Below are lines of data, and only some are wanted. Please repeat exactly those from the line that has "pub const DEFAULT_CACHE_CAPACITY: usize" through the line that has "const INTERNAL_SCHEMA_PREFIXES: [&str;".

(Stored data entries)
▼

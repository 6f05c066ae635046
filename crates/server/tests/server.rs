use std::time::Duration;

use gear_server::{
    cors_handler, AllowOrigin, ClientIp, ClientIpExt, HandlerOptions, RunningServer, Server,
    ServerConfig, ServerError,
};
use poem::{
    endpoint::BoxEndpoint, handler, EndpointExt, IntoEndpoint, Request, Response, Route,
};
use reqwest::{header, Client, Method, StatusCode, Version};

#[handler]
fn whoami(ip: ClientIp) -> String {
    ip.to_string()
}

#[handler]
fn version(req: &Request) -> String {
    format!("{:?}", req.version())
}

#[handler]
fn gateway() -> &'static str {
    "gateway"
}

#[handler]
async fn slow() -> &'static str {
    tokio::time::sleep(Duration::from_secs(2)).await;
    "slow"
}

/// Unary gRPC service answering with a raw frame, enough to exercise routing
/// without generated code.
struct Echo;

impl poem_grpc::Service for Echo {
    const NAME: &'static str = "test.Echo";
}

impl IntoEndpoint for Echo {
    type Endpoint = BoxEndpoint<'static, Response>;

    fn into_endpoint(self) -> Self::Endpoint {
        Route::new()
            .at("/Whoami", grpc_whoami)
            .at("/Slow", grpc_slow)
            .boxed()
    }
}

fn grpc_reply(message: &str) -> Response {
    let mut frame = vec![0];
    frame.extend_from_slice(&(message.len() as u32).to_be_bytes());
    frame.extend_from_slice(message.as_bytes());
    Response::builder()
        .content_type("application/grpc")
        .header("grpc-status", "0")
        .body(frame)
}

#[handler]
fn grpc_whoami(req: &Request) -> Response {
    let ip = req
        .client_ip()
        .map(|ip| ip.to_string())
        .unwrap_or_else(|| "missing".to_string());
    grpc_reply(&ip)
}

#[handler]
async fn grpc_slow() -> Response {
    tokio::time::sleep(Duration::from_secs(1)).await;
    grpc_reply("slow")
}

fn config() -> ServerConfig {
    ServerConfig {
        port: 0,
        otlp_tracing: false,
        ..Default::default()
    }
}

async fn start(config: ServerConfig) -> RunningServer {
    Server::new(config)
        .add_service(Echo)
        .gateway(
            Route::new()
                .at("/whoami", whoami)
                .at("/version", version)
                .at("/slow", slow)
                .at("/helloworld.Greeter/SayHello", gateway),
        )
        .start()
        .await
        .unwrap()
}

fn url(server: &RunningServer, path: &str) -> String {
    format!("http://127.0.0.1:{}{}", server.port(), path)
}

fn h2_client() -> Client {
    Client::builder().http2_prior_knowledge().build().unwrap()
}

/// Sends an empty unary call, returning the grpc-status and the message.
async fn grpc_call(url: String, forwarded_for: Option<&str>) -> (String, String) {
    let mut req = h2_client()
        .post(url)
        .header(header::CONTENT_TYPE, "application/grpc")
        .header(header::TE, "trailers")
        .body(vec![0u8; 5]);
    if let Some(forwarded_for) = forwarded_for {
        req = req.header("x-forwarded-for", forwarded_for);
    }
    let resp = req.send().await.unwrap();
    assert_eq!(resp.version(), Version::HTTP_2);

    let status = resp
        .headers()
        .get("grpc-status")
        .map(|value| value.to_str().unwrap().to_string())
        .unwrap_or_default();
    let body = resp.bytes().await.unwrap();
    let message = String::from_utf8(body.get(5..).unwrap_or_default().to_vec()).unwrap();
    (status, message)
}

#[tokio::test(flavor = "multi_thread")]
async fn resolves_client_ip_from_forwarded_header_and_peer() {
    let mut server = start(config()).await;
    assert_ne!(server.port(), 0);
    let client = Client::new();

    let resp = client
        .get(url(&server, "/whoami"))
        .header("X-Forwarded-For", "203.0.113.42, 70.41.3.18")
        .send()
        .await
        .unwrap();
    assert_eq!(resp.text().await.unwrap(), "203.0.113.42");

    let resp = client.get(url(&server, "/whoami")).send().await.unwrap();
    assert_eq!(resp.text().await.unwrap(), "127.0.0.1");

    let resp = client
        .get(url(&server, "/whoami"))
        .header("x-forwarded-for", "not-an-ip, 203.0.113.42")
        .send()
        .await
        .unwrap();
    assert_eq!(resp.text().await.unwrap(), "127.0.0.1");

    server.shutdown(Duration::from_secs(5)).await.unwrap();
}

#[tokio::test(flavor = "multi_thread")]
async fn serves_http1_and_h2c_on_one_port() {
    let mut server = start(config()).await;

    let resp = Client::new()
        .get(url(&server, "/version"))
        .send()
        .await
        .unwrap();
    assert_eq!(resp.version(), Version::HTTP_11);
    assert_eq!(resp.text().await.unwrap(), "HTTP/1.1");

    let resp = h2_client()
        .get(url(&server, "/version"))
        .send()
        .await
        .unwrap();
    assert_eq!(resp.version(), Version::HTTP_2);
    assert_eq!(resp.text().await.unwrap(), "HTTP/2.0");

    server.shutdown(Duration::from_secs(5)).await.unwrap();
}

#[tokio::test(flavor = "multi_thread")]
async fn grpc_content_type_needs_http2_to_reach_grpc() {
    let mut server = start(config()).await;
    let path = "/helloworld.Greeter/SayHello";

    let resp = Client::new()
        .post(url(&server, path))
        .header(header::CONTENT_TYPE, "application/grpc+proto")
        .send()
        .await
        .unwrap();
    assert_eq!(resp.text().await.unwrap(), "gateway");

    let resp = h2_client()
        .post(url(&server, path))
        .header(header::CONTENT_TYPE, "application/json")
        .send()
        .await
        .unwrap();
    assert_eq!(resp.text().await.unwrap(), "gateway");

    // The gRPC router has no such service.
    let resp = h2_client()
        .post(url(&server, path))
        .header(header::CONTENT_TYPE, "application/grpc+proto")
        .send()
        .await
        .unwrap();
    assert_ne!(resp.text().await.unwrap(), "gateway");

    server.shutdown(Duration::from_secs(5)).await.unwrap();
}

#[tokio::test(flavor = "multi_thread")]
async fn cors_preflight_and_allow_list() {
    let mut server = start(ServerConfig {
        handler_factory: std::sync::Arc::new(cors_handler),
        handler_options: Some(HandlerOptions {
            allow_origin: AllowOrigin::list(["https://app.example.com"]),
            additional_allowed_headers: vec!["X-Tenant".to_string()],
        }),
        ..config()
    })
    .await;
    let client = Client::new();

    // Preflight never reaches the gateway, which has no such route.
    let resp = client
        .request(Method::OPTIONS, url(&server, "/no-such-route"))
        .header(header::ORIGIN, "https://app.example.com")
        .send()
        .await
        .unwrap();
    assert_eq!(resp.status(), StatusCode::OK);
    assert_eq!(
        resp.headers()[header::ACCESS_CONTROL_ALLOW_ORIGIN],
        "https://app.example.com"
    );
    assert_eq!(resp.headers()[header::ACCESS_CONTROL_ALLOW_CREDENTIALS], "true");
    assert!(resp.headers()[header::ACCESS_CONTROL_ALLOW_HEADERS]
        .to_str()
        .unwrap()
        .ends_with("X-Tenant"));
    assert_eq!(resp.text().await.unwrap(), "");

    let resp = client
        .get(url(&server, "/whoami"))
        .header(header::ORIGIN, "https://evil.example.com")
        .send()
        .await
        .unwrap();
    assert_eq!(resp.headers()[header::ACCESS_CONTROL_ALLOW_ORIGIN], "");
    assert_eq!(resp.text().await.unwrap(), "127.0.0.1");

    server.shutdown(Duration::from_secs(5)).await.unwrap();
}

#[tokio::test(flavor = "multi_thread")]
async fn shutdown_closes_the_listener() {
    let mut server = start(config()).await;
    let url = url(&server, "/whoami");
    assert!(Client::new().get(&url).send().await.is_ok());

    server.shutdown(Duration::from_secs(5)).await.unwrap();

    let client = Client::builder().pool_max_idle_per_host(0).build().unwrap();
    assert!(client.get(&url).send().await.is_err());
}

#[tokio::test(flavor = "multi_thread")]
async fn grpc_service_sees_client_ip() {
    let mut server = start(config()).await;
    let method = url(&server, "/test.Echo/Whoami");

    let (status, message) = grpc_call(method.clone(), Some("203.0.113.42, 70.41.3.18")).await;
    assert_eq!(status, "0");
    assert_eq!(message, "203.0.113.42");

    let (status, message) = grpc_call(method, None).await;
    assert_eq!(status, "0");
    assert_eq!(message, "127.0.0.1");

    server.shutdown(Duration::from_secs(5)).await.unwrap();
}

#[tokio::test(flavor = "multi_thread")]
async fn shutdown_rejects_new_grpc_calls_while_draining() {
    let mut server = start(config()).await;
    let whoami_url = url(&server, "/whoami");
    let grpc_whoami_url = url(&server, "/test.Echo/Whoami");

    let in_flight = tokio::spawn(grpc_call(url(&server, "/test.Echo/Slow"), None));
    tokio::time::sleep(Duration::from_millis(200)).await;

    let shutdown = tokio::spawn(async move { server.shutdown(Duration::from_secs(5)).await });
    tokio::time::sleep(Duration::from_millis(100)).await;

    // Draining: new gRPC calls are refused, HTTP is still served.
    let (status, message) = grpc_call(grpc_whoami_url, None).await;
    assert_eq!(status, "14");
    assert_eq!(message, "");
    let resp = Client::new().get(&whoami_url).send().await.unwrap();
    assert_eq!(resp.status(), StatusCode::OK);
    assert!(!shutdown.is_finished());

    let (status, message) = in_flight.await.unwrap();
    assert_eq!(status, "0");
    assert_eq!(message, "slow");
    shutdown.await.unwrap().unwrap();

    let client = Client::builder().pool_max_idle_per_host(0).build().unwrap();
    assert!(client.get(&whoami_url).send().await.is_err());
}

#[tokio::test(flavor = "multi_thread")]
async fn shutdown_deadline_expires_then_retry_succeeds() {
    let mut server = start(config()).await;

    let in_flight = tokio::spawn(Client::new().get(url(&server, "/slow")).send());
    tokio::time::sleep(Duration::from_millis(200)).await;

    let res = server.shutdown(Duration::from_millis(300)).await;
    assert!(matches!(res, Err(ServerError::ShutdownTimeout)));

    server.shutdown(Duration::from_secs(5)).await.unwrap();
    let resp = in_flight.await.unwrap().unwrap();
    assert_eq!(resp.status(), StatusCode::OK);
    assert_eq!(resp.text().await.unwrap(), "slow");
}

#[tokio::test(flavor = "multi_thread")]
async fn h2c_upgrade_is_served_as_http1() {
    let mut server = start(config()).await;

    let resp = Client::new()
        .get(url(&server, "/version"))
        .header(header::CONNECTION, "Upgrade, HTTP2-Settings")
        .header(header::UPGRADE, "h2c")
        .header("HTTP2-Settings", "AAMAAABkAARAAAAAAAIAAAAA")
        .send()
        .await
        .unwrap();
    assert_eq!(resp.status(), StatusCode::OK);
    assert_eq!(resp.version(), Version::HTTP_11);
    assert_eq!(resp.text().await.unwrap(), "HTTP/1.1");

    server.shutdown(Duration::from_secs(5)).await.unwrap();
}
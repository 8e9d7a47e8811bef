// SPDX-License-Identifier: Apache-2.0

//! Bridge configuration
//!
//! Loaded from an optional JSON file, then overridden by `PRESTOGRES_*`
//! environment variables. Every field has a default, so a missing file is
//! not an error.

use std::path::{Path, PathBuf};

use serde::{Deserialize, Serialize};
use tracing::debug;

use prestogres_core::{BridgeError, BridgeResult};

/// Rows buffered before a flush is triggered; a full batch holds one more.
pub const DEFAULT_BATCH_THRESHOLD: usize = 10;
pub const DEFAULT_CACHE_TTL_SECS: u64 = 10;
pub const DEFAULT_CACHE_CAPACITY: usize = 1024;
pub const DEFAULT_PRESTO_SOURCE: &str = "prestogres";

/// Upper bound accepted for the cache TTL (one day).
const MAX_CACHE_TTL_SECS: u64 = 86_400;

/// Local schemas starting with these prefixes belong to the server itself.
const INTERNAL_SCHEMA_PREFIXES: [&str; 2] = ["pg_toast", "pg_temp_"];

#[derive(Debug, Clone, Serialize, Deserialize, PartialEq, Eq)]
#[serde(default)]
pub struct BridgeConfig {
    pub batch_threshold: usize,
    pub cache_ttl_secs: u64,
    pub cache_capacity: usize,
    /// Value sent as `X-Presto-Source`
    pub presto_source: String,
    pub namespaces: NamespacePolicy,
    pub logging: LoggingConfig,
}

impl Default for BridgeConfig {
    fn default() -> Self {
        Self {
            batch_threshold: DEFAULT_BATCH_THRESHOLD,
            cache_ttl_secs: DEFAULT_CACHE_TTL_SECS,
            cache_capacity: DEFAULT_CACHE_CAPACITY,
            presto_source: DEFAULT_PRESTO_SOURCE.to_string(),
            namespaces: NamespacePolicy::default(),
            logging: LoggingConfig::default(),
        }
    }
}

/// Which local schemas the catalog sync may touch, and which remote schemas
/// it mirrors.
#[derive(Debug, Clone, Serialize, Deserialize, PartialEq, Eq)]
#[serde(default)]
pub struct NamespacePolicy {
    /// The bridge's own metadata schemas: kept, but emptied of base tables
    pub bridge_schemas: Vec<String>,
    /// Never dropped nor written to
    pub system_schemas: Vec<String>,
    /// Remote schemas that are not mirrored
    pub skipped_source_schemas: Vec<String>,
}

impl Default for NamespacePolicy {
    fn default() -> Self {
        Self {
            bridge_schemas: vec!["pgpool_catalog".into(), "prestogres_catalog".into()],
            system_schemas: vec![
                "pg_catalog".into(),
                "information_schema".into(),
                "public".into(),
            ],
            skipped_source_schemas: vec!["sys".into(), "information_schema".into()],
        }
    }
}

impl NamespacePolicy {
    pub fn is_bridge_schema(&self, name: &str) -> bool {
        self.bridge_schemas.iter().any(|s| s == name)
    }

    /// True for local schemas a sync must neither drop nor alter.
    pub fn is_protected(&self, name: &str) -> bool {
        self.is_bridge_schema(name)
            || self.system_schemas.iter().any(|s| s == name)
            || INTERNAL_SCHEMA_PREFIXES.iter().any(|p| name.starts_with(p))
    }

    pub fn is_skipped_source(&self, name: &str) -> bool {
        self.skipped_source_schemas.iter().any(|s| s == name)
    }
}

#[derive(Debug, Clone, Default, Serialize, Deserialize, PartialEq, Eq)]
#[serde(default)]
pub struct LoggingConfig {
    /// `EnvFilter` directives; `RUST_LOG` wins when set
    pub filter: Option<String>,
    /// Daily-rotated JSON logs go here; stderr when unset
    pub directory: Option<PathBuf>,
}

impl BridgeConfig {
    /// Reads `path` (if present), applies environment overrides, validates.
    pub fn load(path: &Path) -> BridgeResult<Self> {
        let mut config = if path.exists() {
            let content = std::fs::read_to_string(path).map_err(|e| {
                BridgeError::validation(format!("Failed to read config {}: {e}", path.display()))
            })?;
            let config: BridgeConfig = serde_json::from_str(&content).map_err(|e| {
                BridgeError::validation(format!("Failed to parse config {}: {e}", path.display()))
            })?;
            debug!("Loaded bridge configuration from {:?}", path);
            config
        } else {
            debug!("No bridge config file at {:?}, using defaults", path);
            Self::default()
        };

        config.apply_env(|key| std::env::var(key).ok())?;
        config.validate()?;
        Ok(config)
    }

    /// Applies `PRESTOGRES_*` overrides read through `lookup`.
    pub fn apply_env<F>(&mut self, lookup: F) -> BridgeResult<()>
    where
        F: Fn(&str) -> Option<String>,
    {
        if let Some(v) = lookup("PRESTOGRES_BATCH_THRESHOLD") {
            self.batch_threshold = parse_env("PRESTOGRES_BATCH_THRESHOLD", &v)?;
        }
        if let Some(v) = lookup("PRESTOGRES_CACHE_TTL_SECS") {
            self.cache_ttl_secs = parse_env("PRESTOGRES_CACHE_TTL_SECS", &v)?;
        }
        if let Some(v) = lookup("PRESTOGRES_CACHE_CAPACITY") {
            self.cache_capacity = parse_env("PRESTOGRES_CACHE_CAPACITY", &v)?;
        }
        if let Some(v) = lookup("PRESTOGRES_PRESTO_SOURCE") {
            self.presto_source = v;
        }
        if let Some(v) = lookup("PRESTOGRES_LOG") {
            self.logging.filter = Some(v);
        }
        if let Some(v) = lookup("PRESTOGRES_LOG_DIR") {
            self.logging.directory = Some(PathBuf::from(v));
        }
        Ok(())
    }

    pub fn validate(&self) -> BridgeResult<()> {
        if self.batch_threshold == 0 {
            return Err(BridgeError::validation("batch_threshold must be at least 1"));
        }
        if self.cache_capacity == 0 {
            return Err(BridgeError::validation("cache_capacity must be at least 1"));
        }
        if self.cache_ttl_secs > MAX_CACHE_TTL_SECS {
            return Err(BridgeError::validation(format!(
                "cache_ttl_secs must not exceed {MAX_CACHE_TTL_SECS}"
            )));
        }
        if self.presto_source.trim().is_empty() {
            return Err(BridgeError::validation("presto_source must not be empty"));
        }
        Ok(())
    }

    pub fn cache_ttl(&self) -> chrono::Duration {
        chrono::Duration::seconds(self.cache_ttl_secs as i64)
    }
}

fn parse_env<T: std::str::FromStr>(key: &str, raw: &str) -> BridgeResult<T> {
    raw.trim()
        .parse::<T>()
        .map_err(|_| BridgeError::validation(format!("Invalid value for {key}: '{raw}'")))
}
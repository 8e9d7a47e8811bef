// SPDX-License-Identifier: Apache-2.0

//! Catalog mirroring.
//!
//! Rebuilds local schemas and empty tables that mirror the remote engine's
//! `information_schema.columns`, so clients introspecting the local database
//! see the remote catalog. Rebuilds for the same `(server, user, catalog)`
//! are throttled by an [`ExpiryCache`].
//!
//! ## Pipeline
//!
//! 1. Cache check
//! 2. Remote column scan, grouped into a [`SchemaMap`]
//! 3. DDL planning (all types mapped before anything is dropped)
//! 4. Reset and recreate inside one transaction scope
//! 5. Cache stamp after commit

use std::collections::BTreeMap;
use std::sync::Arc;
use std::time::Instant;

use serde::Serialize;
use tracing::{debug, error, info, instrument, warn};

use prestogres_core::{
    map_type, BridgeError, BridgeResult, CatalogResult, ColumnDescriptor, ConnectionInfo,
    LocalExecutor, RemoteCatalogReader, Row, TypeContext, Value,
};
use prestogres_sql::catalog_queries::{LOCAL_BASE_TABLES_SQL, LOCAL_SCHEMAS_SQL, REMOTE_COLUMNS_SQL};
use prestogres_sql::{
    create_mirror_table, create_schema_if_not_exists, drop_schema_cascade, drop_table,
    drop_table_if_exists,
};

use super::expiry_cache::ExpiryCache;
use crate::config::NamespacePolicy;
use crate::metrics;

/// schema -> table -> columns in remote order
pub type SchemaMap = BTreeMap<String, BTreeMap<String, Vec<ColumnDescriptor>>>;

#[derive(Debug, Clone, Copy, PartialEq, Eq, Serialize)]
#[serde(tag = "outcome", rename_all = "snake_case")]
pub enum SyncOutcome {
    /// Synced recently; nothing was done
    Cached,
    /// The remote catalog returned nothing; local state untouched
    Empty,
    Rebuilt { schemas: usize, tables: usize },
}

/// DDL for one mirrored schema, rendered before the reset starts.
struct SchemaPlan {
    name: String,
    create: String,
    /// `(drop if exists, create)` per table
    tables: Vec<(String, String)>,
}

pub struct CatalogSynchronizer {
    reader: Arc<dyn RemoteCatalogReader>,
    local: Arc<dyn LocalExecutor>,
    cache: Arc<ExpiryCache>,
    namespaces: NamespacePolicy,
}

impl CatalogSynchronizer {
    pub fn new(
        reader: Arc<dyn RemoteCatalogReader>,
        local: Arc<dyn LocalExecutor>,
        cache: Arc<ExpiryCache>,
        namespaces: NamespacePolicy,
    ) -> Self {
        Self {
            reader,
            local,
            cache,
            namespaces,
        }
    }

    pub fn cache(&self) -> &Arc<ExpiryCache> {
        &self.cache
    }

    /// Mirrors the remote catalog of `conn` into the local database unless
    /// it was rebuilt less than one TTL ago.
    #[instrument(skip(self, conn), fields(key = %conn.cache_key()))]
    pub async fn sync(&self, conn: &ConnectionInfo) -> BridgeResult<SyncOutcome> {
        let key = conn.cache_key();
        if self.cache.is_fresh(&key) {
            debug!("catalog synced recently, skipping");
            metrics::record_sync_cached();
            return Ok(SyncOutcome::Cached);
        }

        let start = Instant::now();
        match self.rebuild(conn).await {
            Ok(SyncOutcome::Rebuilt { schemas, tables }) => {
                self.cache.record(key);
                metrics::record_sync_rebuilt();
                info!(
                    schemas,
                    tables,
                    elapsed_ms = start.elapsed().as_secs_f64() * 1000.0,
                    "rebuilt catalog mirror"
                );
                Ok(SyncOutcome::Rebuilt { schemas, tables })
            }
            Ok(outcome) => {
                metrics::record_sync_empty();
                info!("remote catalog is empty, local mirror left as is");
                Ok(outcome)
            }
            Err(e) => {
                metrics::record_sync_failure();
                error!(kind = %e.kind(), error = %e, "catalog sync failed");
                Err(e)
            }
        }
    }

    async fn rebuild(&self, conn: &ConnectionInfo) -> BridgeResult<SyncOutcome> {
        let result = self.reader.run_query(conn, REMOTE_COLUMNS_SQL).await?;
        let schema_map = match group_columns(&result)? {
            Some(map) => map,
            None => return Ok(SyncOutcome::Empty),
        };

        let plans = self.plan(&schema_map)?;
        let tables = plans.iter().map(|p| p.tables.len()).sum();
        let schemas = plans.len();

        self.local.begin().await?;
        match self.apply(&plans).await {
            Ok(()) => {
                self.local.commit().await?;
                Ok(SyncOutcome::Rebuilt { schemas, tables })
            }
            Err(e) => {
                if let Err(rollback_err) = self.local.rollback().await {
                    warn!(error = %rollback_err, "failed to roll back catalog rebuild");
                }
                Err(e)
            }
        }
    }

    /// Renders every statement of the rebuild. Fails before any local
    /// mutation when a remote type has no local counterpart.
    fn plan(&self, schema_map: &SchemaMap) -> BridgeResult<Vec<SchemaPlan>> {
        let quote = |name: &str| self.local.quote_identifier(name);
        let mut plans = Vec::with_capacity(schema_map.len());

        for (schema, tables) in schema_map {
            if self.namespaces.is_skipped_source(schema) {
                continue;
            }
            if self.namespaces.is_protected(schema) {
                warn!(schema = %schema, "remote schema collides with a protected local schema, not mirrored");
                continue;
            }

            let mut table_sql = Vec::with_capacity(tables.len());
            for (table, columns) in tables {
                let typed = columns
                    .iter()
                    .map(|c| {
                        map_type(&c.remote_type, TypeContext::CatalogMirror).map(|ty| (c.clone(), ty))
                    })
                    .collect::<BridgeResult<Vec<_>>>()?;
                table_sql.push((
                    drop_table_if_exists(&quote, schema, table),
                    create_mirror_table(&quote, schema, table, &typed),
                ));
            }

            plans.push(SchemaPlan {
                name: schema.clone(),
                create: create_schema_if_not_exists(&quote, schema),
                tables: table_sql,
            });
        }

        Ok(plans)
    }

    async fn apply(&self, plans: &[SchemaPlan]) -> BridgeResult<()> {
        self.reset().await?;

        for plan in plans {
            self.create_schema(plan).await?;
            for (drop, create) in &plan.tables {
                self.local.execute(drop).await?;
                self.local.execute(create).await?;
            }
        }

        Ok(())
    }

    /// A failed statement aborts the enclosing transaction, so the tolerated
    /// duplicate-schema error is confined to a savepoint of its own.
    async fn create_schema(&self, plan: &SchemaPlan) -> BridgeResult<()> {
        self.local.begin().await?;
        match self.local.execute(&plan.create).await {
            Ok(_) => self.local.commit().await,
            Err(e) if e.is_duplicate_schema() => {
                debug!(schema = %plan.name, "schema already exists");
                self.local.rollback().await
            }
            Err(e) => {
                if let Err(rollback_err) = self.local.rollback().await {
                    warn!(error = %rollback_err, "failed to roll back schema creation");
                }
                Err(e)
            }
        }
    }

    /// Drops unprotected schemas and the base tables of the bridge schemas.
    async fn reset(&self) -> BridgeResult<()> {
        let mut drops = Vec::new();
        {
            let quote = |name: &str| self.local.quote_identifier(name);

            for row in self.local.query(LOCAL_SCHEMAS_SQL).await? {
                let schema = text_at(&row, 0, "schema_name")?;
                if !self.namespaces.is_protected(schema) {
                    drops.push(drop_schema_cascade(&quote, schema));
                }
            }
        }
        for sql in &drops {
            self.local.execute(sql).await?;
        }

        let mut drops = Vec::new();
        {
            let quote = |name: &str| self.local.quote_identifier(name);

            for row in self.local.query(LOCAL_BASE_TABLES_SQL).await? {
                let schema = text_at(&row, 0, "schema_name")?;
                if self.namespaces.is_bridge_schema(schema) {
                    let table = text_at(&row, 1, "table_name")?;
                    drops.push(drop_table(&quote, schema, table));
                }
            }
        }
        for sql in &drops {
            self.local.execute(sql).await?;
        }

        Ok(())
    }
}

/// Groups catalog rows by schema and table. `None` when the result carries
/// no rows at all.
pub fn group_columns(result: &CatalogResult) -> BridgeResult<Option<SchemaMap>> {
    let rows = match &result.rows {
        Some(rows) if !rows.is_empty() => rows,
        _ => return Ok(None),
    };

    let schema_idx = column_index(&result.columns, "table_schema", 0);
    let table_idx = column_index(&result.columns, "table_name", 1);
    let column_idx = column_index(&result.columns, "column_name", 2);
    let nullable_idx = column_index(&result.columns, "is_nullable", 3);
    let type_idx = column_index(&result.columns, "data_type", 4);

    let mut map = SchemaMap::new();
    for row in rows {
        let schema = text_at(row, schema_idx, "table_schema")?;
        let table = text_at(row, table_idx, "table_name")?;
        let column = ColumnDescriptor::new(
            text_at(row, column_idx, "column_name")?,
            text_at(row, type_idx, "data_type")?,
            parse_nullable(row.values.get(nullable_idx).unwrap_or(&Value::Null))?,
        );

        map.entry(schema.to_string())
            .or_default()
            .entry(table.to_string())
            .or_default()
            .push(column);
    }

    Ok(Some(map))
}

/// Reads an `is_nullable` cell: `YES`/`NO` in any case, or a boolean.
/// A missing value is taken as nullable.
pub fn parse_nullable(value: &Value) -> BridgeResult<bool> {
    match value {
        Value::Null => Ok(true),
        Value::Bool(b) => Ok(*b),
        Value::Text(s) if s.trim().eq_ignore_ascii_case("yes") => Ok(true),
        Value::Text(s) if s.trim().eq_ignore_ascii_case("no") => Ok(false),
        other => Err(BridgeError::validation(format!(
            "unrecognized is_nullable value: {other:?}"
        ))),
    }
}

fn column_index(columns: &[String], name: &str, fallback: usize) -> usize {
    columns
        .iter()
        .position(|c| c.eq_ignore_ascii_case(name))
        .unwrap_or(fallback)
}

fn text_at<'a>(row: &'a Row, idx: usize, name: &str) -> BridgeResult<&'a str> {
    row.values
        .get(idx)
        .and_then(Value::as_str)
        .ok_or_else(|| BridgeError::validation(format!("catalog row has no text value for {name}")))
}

▲

_Exercise result_
pub const DEFAULT_CACHE_CAPACITY: usize = 1024;
pub const DEFAULT_PRESTO_SOURCE: &str = "prestogres";

/// Upper bound accepted for the cache TTL (one day).
const MAX_CACHE_TTL_SECS: u64 = 86_400;

/// Local schemas starting with these prefixes belong to the server itself.
const INTERNAL_SCHEMA_PREFIXES: [&str; 2] = ["pg_toast", "pg_temp_"];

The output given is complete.